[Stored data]
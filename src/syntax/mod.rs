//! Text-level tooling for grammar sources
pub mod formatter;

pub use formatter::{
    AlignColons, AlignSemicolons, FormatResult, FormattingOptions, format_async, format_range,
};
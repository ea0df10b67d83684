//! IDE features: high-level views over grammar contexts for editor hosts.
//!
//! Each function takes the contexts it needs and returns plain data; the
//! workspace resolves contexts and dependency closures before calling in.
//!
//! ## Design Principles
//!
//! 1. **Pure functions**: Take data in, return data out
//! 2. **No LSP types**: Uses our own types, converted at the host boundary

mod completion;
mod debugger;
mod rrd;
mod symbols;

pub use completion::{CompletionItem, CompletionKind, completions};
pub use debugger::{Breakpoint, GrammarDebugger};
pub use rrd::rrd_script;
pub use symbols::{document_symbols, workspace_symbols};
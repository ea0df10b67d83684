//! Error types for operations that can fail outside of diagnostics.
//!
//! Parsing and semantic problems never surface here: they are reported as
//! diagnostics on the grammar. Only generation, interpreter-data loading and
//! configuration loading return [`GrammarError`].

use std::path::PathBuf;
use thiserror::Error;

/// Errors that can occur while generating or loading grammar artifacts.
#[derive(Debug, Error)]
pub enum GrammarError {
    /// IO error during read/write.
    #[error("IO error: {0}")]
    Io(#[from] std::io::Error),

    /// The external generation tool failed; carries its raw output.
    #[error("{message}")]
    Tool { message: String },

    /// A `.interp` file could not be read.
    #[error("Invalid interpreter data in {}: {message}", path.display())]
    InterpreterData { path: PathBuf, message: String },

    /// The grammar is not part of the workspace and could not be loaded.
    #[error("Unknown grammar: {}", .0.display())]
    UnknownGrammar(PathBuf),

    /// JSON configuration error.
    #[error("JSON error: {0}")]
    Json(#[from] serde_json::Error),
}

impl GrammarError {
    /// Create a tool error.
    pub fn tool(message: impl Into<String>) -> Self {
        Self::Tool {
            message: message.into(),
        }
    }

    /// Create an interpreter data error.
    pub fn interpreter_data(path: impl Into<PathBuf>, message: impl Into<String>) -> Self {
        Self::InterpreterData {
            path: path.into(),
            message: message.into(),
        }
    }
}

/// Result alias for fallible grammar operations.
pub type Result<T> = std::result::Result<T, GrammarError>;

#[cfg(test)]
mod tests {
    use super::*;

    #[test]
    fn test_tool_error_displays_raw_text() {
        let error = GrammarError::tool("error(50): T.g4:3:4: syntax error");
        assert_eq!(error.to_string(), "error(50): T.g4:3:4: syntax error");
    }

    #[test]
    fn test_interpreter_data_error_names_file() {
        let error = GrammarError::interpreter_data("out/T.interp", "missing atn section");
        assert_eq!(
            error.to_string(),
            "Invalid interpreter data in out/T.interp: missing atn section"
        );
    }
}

---

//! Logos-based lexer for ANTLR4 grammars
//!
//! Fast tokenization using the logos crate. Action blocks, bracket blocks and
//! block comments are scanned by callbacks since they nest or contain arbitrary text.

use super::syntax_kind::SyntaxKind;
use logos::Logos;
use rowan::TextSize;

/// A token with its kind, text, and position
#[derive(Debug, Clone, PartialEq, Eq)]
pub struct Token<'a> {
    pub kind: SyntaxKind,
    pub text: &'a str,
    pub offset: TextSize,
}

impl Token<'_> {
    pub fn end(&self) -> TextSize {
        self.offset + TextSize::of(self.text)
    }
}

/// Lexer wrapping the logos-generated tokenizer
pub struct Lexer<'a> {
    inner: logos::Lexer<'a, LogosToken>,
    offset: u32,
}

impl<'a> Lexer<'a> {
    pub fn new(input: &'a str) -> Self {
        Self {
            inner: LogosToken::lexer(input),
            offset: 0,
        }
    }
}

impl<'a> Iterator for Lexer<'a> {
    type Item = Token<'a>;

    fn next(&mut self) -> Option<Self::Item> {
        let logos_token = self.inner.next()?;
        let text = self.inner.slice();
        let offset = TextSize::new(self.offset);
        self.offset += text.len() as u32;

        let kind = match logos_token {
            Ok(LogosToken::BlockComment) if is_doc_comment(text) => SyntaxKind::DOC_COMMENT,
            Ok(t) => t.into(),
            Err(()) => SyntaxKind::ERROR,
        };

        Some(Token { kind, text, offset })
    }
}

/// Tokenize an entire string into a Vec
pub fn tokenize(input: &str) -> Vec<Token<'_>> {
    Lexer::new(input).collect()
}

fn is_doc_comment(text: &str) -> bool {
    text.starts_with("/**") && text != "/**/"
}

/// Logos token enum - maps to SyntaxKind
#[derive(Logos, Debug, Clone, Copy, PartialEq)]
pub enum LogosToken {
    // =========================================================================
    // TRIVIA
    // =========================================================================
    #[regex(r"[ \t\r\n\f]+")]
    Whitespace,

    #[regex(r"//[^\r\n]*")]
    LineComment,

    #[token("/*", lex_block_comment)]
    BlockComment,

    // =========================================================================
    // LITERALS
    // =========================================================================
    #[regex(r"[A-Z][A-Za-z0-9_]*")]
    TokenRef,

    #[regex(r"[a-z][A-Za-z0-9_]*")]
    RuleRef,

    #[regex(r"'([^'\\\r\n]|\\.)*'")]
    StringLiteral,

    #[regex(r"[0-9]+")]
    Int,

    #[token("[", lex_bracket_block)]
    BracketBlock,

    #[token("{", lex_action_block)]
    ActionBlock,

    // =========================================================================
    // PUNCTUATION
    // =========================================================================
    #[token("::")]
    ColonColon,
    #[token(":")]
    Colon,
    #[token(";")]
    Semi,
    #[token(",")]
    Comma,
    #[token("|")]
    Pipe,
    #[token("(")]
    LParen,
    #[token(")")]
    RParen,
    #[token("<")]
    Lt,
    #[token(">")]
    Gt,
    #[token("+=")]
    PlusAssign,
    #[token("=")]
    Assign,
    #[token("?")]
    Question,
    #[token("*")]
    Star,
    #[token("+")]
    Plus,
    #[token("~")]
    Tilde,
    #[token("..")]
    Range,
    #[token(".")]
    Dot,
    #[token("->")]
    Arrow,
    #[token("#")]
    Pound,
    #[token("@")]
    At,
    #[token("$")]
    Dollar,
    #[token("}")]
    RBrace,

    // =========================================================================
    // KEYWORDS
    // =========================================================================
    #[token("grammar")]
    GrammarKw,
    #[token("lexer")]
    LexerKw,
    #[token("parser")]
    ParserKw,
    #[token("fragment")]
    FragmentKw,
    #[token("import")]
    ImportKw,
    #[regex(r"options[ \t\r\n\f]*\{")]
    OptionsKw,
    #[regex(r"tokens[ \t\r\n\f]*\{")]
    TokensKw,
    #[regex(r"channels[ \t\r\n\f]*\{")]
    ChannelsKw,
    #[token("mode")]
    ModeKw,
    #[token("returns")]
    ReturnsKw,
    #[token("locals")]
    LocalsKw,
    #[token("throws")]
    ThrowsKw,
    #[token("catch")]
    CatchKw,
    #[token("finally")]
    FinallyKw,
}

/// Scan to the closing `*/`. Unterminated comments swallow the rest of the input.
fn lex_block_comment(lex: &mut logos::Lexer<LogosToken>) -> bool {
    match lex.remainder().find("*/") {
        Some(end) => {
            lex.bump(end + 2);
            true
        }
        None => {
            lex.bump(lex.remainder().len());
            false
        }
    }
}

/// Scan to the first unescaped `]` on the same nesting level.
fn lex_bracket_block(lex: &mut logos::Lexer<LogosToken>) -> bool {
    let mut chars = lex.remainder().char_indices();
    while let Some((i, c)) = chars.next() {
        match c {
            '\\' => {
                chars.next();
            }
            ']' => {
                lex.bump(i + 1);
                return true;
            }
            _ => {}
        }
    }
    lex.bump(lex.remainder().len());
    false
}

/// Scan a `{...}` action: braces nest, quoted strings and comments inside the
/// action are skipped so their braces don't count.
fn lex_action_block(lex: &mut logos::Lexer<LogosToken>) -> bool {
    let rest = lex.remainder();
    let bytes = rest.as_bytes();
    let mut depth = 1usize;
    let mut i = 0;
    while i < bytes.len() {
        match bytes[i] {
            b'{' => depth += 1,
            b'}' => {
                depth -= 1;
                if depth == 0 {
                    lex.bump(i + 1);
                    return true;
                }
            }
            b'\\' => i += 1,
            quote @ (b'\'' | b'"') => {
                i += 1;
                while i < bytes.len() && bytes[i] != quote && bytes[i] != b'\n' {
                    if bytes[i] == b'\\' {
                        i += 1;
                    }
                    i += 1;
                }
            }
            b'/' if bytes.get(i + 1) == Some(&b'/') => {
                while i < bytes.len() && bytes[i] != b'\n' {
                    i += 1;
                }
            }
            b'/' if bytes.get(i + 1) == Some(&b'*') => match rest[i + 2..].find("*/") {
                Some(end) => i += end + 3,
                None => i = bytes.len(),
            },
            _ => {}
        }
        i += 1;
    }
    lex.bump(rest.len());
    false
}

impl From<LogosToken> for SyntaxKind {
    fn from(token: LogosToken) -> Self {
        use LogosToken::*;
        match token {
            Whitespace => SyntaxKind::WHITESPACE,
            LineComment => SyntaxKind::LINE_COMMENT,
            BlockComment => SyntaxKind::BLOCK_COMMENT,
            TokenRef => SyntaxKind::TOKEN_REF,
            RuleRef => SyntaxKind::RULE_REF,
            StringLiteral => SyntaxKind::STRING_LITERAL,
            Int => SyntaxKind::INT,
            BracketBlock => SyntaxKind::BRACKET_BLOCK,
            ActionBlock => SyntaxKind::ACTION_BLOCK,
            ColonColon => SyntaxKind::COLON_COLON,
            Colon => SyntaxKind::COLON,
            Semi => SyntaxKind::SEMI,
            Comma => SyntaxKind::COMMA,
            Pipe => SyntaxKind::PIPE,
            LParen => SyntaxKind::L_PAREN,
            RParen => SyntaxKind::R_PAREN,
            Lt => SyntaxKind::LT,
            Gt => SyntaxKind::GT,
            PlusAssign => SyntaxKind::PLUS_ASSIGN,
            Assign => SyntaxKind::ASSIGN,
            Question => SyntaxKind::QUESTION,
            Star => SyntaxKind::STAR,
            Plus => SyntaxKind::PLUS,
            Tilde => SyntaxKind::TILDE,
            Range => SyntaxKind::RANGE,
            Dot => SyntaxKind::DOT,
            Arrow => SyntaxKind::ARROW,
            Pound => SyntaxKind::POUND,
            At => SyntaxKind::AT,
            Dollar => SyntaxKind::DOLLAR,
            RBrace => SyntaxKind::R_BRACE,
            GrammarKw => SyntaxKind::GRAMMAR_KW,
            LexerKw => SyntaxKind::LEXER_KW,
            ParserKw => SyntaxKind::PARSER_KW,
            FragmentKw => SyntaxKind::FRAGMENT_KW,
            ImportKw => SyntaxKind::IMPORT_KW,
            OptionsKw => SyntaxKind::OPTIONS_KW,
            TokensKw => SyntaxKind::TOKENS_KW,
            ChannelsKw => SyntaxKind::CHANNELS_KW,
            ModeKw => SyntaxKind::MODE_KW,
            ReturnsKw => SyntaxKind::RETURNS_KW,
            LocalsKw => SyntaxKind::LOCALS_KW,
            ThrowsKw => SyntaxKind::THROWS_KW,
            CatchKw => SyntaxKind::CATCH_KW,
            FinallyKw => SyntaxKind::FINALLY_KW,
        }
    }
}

_WHAT IS NEEDED_
Read through the data above. Report each line that has the word "contexts".

_ANSWER FOR THE TASK_
//! IDE features: high-level views over grammar contexts for editor hosts.
//! Each function takes the contexts it needs and returns plain data; the
//! workspace resolves contexts and dependency closures before calling in.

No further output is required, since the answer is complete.